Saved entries
|---|

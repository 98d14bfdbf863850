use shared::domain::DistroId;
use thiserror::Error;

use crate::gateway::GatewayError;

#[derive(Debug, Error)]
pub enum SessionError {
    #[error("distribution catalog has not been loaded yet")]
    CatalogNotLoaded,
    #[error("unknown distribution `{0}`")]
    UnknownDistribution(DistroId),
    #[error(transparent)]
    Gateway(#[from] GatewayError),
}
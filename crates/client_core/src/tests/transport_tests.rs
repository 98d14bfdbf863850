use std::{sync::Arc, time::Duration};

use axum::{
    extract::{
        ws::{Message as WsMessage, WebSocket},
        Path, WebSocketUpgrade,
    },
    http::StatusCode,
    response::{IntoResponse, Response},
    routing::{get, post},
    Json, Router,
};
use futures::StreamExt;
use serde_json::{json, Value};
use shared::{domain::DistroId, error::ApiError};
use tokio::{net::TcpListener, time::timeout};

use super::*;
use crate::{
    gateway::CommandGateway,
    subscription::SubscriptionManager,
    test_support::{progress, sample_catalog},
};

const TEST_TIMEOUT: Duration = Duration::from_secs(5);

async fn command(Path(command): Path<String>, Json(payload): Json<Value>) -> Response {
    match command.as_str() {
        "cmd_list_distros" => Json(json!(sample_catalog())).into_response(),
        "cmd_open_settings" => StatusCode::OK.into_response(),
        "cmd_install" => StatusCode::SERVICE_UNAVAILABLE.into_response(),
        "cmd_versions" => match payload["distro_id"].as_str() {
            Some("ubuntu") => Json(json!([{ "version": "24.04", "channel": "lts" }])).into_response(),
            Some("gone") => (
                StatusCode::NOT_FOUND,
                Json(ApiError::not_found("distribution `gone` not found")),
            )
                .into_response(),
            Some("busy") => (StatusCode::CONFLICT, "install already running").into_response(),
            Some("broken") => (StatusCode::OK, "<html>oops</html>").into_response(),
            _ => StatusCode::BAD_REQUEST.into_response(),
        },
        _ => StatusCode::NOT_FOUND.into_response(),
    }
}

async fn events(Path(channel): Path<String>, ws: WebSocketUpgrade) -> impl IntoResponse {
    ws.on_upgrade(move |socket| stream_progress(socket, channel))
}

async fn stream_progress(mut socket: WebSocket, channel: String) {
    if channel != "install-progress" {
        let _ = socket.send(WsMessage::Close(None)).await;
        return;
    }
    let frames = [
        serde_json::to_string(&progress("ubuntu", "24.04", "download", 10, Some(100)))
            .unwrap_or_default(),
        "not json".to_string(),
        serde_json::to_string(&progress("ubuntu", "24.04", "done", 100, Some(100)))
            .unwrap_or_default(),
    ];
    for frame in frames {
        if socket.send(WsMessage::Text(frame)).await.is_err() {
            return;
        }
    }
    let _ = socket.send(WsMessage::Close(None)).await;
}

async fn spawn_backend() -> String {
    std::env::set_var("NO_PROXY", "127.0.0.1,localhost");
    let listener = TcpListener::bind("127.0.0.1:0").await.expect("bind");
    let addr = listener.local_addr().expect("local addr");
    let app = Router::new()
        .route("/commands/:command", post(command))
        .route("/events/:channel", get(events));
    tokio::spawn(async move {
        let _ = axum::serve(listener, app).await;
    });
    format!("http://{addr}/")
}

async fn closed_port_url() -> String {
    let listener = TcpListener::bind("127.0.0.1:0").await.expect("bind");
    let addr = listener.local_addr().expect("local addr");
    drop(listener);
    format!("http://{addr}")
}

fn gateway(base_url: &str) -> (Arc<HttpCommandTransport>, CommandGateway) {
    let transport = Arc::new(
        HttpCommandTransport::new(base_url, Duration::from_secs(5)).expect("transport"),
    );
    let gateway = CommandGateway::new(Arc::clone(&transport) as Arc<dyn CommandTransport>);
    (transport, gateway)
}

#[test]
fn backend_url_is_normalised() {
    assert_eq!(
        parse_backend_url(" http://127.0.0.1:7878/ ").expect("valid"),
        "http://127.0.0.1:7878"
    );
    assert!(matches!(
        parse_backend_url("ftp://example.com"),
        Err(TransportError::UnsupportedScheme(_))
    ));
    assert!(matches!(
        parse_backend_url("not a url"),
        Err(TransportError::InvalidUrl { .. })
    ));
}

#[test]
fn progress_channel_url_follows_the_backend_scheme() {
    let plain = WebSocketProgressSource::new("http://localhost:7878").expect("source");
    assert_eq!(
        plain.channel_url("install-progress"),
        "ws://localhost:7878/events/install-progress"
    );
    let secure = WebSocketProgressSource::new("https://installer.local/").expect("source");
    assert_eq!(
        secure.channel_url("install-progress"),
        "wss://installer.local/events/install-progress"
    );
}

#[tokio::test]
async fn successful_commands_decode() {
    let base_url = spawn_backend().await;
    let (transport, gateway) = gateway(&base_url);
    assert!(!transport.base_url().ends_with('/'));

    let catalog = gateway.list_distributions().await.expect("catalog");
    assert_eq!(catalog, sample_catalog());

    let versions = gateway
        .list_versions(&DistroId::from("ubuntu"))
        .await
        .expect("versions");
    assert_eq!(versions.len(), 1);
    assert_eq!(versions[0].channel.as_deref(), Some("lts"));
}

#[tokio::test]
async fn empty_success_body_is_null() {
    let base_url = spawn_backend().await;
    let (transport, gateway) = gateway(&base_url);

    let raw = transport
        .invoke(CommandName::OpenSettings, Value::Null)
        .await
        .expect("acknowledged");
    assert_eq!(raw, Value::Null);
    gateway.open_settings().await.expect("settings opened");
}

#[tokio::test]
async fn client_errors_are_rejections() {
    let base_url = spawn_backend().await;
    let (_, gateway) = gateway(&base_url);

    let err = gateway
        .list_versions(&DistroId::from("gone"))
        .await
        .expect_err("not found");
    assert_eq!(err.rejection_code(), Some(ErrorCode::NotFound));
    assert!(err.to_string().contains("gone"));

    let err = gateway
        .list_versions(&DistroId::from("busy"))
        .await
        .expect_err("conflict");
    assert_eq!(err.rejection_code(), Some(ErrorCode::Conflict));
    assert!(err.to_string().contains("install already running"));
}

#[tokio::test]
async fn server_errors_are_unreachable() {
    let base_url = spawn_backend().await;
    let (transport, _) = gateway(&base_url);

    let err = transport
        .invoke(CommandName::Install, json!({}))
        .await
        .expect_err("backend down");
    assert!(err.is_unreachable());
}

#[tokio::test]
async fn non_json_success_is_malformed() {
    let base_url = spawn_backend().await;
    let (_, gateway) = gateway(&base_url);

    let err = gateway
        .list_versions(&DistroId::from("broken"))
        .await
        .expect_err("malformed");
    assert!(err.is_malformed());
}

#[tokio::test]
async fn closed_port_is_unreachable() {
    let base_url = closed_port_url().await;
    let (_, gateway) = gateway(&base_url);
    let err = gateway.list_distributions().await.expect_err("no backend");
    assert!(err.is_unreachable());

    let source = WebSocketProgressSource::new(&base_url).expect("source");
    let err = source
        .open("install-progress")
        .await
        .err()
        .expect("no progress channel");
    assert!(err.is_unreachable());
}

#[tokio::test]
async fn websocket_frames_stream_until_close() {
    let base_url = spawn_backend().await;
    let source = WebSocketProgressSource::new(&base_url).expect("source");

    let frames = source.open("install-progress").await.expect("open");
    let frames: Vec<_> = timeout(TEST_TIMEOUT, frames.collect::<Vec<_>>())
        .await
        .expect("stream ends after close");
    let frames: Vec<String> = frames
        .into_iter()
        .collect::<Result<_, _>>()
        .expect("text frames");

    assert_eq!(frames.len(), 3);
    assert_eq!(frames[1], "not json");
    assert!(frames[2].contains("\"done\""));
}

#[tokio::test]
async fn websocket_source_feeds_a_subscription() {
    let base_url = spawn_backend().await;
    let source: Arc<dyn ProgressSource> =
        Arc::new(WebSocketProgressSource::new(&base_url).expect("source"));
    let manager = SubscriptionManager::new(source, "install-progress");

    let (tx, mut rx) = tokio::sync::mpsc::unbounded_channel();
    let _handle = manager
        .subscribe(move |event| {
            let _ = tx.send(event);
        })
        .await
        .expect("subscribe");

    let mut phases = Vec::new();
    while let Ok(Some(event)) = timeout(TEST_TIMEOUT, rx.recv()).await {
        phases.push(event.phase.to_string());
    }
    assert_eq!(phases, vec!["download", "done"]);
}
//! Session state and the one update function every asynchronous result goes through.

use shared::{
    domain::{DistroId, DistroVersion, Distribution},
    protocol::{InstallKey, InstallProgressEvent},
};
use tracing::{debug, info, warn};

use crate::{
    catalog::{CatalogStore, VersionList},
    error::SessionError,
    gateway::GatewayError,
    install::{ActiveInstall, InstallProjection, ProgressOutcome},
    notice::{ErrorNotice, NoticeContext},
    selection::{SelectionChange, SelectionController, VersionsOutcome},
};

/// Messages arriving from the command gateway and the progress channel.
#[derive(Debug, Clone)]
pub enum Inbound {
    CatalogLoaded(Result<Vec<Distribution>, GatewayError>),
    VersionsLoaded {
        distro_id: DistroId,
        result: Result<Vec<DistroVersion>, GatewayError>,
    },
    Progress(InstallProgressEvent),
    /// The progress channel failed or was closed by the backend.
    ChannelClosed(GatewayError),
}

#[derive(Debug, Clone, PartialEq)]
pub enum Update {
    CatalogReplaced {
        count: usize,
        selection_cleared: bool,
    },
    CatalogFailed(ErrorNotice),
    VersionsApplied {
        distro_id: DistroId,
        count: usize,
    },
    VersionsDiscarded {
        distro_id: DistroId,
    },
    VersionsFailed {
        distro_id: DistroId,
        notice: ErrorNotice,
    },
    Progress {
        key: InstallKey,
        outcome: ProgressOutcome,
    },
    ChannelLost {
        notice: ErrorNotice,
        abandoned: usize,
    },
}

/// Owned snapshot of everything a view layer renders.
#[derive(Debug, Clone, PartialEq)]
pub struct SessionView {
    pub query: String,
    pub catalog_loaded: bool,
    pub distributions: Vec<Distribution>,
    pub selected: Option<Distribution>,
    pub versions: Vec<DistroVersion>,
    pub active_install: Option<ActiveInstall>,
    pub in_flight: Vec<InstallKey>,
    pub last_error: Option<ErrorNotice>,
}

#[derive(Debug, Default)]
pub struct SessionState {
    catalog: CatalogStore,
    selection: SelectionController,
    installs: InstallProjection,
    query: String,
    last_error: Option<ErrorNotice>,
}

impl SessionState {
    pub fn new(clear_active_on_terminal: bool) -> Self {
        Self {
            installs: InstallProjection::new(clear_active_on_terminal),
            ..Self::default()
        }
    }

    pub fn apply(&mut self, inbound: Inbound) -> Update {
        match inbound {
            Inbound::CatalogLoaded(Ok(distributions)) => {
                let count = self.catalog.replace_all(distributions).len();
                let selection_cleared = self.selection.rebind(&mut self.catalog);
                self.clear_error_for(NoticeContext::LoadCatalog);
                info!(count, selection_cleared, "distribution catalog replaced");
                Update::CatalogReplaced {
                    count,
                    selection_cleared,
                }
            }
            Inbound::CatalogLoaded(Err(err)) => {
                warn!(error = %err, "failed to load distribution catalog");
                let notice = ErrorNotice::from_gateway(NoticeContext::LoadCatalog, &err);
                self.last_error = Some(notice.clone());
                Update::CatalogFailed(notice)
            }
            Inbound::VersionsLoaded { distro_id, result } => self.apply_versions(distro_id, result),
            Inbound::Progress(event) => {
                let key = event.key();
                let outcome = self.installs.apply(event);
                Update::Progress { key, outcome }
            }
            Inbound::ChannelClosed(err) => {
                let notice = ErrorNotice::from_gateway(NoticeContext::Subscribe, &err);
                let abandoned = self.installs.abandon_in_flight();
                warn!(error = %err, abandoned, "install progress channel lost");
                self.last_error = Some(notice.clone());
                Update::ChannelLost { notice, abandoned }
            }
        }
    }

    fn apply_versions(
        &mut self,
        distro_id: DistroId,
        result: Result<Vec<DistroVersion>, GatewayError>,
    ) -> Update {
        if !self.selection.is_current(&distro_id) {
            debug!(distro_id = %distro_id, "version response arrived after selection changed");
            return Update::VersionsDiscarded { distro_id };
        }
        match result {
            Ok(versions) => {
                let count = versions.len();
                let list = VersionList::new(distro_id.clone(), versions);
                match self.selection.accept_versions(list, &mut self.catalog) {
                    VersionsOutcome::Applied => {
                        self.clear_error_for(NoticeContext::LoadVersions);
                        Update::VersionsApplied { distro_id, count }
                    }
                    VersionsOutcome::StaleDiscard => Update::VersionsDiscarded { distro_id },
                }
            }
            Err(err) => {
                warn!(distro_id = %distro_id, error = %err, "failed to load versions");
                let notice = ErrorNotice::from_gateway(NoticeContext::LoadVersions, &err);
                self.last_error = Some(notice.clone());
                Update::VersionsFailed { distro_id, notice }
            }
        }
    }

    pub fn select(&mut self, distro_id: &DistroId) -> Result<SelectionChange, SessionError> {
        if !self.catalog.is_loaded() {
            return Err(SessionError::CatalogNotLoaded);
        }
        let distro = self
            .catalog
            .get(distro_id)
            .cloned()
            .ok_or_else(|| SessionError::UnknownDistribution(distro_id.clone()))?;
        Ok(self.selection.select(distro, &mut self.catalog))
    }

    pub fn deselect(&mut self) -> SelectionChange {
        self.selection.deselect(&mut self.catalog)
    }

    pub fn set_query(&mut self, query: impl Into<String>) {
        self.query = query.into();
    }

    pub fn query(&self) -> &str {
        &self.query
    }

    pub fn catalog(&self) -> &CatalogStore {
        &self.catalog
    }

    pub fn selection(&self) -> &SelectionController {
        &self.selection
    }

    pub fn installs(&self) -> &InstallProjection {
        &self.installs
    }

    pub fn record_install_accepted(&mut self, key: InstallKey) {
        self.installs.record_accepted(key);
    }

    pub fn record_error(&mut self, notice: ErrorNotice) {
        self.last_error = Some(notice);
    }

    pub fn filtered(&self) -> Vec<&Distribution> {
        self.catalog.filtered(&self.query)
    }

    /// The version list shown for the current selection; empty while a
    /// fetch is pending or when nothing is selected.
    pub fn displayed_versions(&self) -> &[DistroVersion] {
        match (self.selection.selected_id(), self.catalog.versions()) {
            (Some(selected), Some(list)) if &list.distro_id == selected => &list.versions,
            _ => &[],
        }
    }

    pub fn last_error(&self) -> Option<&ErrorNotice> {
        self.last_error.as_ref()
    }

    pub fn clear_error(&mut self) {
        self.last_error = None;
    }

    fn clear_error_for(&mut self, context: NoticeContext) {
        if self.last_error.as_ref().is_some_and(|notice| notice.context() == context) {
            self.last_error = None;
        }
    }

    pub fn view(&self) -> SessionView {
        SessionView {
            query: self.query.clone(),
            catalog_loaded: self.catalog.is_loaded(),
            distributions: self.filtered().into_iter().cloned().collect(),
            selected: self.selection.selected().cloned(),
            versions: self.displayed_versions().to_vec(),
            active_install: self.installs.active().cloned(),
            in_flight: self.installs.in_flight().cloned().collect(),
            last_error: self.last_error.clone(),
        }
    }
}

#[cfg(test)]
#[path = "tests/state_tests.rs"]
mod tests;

|---|

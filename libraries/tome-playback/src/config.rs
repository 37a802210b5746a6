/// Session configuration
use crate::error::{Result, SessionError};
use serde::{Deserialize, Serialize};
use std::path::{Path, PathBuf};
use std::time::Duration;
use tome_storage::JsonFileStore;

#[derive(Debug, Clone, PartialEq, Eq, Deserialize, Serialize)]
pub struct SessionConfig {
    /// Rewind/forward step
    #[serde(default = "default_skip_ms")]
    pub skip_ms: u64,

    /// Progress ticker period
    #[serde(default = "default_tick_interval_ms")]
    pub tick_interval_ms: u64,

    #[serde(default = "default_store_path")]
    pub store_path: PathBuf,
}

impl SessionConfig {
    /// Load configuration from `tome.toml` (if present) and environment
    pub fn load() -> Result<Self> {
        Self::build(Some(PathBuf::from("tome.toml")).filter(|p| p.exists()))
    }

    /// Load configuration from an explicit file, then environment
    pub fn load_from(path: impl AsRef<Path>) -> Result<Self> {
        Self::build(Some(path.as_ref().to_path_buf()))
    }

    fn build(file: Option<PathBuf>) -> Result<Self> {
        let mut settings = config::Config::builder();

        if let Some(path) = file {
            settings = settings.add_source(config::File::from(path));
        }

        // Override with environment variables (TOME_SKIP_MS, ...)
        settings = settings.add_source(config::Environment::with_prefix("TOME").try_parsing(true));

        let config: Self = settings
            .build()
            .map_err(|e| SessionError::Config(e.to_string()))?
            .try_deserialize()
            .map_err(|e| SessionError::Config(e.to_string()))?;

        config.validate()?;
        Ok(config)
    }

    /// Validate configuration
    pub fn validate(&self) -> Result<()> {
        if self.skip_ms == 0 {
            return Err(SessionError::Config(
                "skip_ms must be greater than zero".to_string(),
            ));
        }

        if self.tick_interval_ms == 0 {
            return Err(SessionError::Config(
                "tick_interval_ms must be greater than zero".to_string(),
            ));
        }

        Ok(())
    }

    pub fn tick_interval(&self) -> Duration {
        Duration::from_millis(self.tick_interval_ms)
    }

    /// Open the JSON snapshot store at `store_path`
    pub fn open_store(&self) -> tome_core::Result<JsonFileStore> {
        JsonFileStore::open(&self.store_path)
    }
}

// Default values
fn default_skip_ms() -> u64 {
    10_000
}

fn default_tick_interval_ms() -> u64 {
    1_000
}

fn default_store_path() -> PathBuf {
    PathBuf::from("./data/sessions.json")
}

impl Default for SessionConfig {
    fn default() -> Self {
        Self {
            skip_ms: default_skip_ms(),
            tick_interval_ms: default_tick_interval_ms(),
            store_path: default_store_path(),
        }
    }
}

|---|

WORK INSTRUCTION: Lines in the data that hold "SessionConfig" must be located and copied.

RESPONSE TO THE EXERCISE:
pub struct SessionConfig {
impl SessionConfig {
impl Default for SessionConfig {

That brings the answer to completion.